Incoming NADA chairman Michael Alford spoke to dealers and raised important questions about how the changes occurring in our industry would alter the OEM/dealer relationship. One crucial question he asked was
"Do we see each other as adversaries, as two opposing sides, each with its own turf to protect and distrusting of each other's motives? Or do we see each other as two necessary components of a single ecosystem?"
It’s a great question: are OEMs and dealers adversaries or allies in defining modern auto retailing? Mr. Alford, of course, makes a case for collaboration. He points out, though, that OEMs now have the ability to provide “ownership products and services after the point of sale”. This changes everything. OEMs have a real opportunity to take charge of retail processes in a way they never could before. But how and how much should OEMs collaborate with their dealers to define the ideal digital strategies? After all, OEMs and dealers still share a mutual dependence.

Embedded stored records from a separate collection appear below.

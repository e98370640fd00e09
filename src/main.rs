// main.rs — 虚拟漫游桌面端:事件循环、异步图片解码与各模块的接线

#![cfg_attr(not(debug_assertions), windows_subsystem = "windows")] // 在 Release 模式下隐藏控制台窗口

mod camera;
mod config;
mod geometry;
mod hotspot;
mod i18n;
mod input;
mod renderer;
mod scene;
mod tour;
mod widgets;

use config::TourConfig;
use input::{InputDisambiguator, NavigationIntent, RotationAxis};
use renderer::Renderer;
use scene::LoadState;
use tour::{ClickAction, Tour};
use widgets::{FrameState, Marker, Widgets};

use winit::{
    dpi::LogicalSize,
    event::*,
    event_loop::{ControlFlow, EventLoop},
    window::{Fullscreen, WindowBuilder},
};

use image::io::Reader as ImageReader;
use image::RgbaImage;
use std::fs::File;
use std::io::BufReader;
use std::path::PathBuf;
use std::sync::mpsc::{channel, Receiver, Sender};
use std::sync::Arc;
use std::thread;

// 解码线程发回主循环的消息;全景图带代数,过期的结果会被丢弃
enum LoadedImage {
    Panorama { generation: u64, image: RgbaImage },
    PanoramaFailed { generation: u64, error: String },
    Photo { image: RgbaImage },
    PhotoFailed { error: String },
    PortalTexture { image: RgbaImage },
}

fn main() {
    env_logger::init();

    let Some(tour_path) = resolve_tour_path() else {
        log::error!("no tour file given; pass a path or pick one in the dialog");
        return;
    };

    let config = match TourConfig::from_file(&tour_path) {
        Ok(config) => config,
        Err(err) => {
            log::error!("{}: {err}", tour_path.display());
            return;
        }
    };

    i18n::init(i18n::resolve_lang(&config.lang));

    let event_loop = EventLoop::new();
    let window = Arc::new(
        WindowBuilder::new()
            .with_title(&i18n::tr("app.title"))
            .with_inner_size(LogicalSize::new(1280, 720))
            .build(&event_loop)
            .unwrap(),
    );

    let mut renderer = pollster::block_on(Renderer::new(window.clone()));
    let mut input = InputDisambiguator::new(config.enable_keyboard);
    let mut widgets = Widgets::new();
    let mut tour = Tour::new(config);

    let mut is_fullscreen = false;
    let mut cursor = (0.0f32, 0.0f32);

    // 异步加载通道
    let (tx, rx): (Sender<LoadedImage>, Receiver<LoadedImage>) = channel();

    if let Some(texture) = tour.config().portal_texture.clone() {
        start_load_portal_texture(tour.config().asset_path(&texture), tx.clone());
    }

    match tour.start() {
        Ok(request) => start_load_panorama(request.image, request.generation, tx.clone()),
        Err(err) => {
            log::error!("unable to start the tour: {err}");
            return;
        }
    }

    event_loop.run(move |event, _, control_flow| {
        *control_flow = ControlFlow::Poll;

        // 处理后台解码结果
        while let Ok(message) = rx.try_recv() {
            match message {
                LoadedImage::Panorama { generation, image } => {
                    let (w, h) = image.dimensions();
                    if tour.image_loaded(generation, w, h) {
                        renderer.load_panorama(image);
                    }
                }
                LoadedImage::PanoramaFailed { generation, error } => {
                    tour.image_failed(generation, &error);
                }
                LoadedImage::Photo { image } => {
                    // 用户可能在解码完成前已经关掉了查看器
                    if widgets.is_photo_visible() {
                        let texture = renderer.egui_ctx.load_texture(
                            "photo_inset",
                            color_image(&image),
                            egui::TextureOptions::LINEAR,
                        );
                        widgets.set_photo_texture(texture);
                    }
                }
                LoadedImage::PhotoFailed { error } => {
                    // 照片加载失败不致命:收起查看器,恢复导航
                    log::error!("{}: {error}", i18n::tr("scene.load_failed"));
                    widgets.hide_photo();
                    tour.close_photo();
                }
                LoadedImage::PortalTexture { image } => {
                    let texture = renderer.egui_ctx.load_texture(
                        "portal_marker",
                        color_image(&image),
                        egui::TextureOptions::LINEAR,
                    );
                    widgets.set_portal_texture(texture);
                }
            }
        }

        match event {
            Event::WindowEvent { event, .. } => {
                // 先让 egui 处理事件
                let response = renderer.egui_state.on_event(&renderer.egui_ctx, &event);
                if response.consumed {
                    return;
                }

                match event {
                    WindowEvent::CloseRequested => {
                        *control_flow = ControlFlow::Exit;
                    }

                    WindowEvent::Resized(new_size) => {
                        renderer.resize(new_size);
                    }

                    other => {
                        if let WindowEvent::CursorMoved { position, .. } = &other {
                            cursor = (position.x as f32, position.y as f32);
                        }
                        let intents = input.window_event(&other);
                        dispatch_intents(
                            intents,
                            &mut tour,
                            &mut widgets,
                            &renderer,
                            &window,
                            &tx,
                            &mut is_fullscreen,
                            control_flow,
                        );
                    }
                }
            }

            Event::RedrawRequested(_) => {
                let camera = tour.camera();
                let forward = camera.forward();
                let pitch = forward.y.clamp(-1.0, 1.0).asin();
                let yaw = (-forward.x).atan2(-forward.z);
                renderer.update_camera(yaw, pitch, camera.effective_fov_deg());

                let width = renderer.size.width as f32;
                let height = renderer.size.height as f32;
                let markers = build_markers(&tour, width, height);
                let hover_tooltip = hover_tooltip(&tour);

                let frame = FrameState {
                    loading: tour.load_state() == LoadState::Loading,
                    failed: tour.load_state() == LoadState::Failed,
                    scene_title: tour.scene_title().unwrap_or(""),
                    markers: &markers,
                    hover_tooltip: hover_tooltip.as_deref(),
                    cursor,
                    show_exit: tour.config().exit_url.is_some(),
                    is_fullscreen,
                };

                let mut ui_intents = Vec::new();
                let render_result = renderer.render_with_ui(&window, |ctx| {
                    ui_intents = widgets.draw(ctx, &frame);
                });

                dispatch_intents(
                    ui_intents,
                    &mut tour,
                    &mut widgets,
                    &renderer,
                    &window,
                    &tx,
                    &mut is_fullscreen,
                    control_flow,
                );

                match render_result {
                    Ok(_) => {}
                    Err(wgpu::SurfaceError::Lost) => renderer.resize(renderer.size),
                    Err(wgpu::SurfaceError::OutOfMemory) => *control_flow = ControlFlow::Exit,
                    Err(e) => log::error!("render error: {e:?}"),
                }
            }

            Event::MainEventsCleared => {
                window.request_redraw();
            }

            _ => {}
        }
    });
}

// 第一个非 flag 参数是 tour 文件路径;没有就弹文件选择框
fn resolve_tour_path() -> Option<PathBuf> {
    let mut args = std::env::args().skip(1);
    while let Some(arg) = args.next() {
        if arg == "--lang" {
            let _ = args.next();
            continue;
        }
        if !arg.starts_with("--") {
            return Some(PathBuf::from(arg));
        }
    }

    rfd::FileDialog::new()
        .add_filter(&i18n::tr("file.filter.tours"), &["json"])
        .pick_file()
}

#[allow(clippy::too_many_arguments)]
fn dispatch_intents(
    intents: Vec<NavigationIntent>,
    tour: &mut Tour,
    widgets: &mut Widgets,
    renderer: &Renderer,
    window: &winit::window::Window,
    tx: &Sender<LoadedImage>,
    is_fullscreen: &mut bool,
    control_flow: &mut ControlFlow,
) {
    let width = renderer.size.width as f32;
    let height = renderer.size.height as f32;

    for intent in intents {
        match intent {
            NavigationIntent::Hover { x, y } => {
                tour.hover(x, y, width, height);
            }
            NavigationIntent::Activate { x, y } => match tour.click(x, y, width, height) {
                Ok(ClickAction::LoadScene(request)) => {
                    start_load_panorama(request.image, request.generation, tx.clone());
                }
                Ok(ClickAction::OpenPhoto { image, title }) => {
                    widgets.show_photo(title);
                    start_load_photo(image, tx.clone());
                }
                Ok(ClickAction::CloseOverlay) => {
                    widgets.hide_photo();
                }
                Ok(ClickAction::None) => {}
                Err(err) => {
                    // 配置指向不存在的场景:记录错误,停留在当前场景
                    log::error!("{err}");
                }
            },
            NavigationIntent::Zoom(delta) => {
                tour.zoom(delta);
            }
            NavigationIntent::Rotate { axis: RotationAxis::Pan, angle } => {
                tour.rotate_pan(angle);
            }
            NavigationIntent::Rotate { axis: RotationAxis::Tilt, angle } => {
                tour.rotate_tilt(angle);
            }
            NavigationIntent::CloseOverlay => {
                if widgets.is_photo_visible() {
                    widgets.hide_photo();
                    tour.close_photo();
                }
            }
            NavigationIntent::ToggleFullscreen => {
                *is_fullscreen = !*is_fullscreen;
                if *is_fullscreen {
                    window.set_fullscreen(Some(Fullscreen::Borderless(None)));
                } else {
                    window.set_fullscreen(None);
                }
            }
            NavigationIntent::ExitRequested => {
                *control_flow = ControlFlow::Exit;
            }
        }
    }
}

fn build_markers(tour: &Tour, width: f32, height: f32) -> Vec<Marker> {
    let camera = tour.camera();
    tour.registry()
        .all()
        .iter()
        .filter_map(|hotspot| {
            let (x, y) = camera.world_to_screen(hotspot.transform.position, width, height)?;
            Some(Marker {
                x,
                y,
                kind: hotspot.kind,
                hovered: hotspot.state == hotspot::HotspotState::Hovered,
            })
        })
        .collect()
}

// 悬停提示:informative tooltips 开启时显示目的地/照片标题,否则显示通用文案
fn hover_tooltip(tour: &Tour) -> Option<String> {
    let hotspot = tour.hovered().and_then(|id| tour.registry().get(id))?;
    let informative = tour.config().enable_informative_destination_tooltips;

    match hotspot.kind {
        hotspot::HotspotKind::Portal => {
            if informative {
                let dest_uid = tour
                    .config()
                    .scene(&hotspot.scene_uid)
                    .and_then(|s| s.transitions.get(hotspot.index))
                    .map(|t| t.to_uid.as_str())?;
                let title = tour
                    .config()
                    .scene(dest_uid)
                    .map(|s| s.title.as_str())
                    .filter(|t| !t.is_empty())
                    .unwrap_or(dest_uid);
                Some(title.to_string())
            } else {
                Some(i18n::tr("tooltip.portal"))
            }
        }
        hotspot::HotspotKind::Photo => {
            let title = tour
                .config()
                .scene(&hotspot.scene_uid)
                .and_then(|s| s.photos.get(hotspot.index))
                .map(|p| p.title.as_str())
                .filter(|t| !t.is_empty());
            match (informative, title) {
                (true, Some(title)) => Some(title.to_string()),
                _ => Some(i18n::tr("tooltip.photo")),
            }
        }
    }
}

fn color_image(img: &RgbaImage) -> egui::ColorImage {
    let (w, h) = img.dimensions();
    egui::ColorImage::from_rgba_unmultiplied([w as usize, h as usize], img.as_raw())
}

fn load_rgba(path: &str) -> Result<RgbaImage, image::ImageError> {
    let file = File::open(path).map_err(image::ImageError::IoError)?;
    let reader = BufReader::new(file);

    let img = ImageReader::new(reader)
        .with_guessed_format()
        .map_err(image::ImageError::IoError)
        .and_then(|mut r| {
            r.no_limits();
            r.decode()
        })?;

    Ok(img.to_rgba8())
}

fn start_load_panorama(path: String, generation: u64, tx: Sender<LoadedImage>) {
    thread::spawn(move || {
        log::info!("decoding panorama {path}");
        let message = match load_rgba(&path) {
            Ok(image) => LoadedImage::Panorama { generation, image },
            Err(err) => LoadedImage::PanoramaFailed { generation, error: err.to_string() },
        };
        let _ = tx.send(message);
    });
}

fn start_load_photo(path: String, tx: Sender<LoadedImage>) {
    thread::spawn(move || {
        log::info!("decoding photo {path}");
        let message = match load_rgba(&path) {
            Ok(image) => LoadedImage::Photo { image },
            Err(err) => LoadedImage::PhotoFailed { error: err.to_string() },
        };
        let _ = tx.send(message);
    });
}

fn start_load_portal_texture(path: String, tx: Sender<LoadedImage>) {
    thread::spawn(move || {
        match load_rgba(&path) {
            Ok(image) => {
                let _ = tx.send(LoadedImage::PortalTexture { image });
            }
            Err(err) => {
                // 没有贴图就退回画圆环,只记一条警告
                log::warn!("portal texture {path} failed to load: {err}");
            }
        }
    });
}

We got a glimpse of dealers’ answer to this question when Automotive News reported on the Mercedes-Benz make meeting. Rather than new cars, the lead story coming out of it was that Mercedes-Benz USA would no longer require its dealers to use an OEM-mandated lead manager and would be free to use whatever lead management vendor they chose. Dealers were thrilled. One said this new dealer choice “was probably as exciting as the product launches”.
Choice of lead manager is only one part of a larger digital retailing process - we are seeing OEM mandates throughout digital retailing. These mandates substitute the OEM’s best ideas for selling and servicing cars for the dealer’s, thus creating the adversarial relationship Mr. Alford warned about in his presentation. Kudos to MBUSA for moving in the direction of collaboration and cooperation.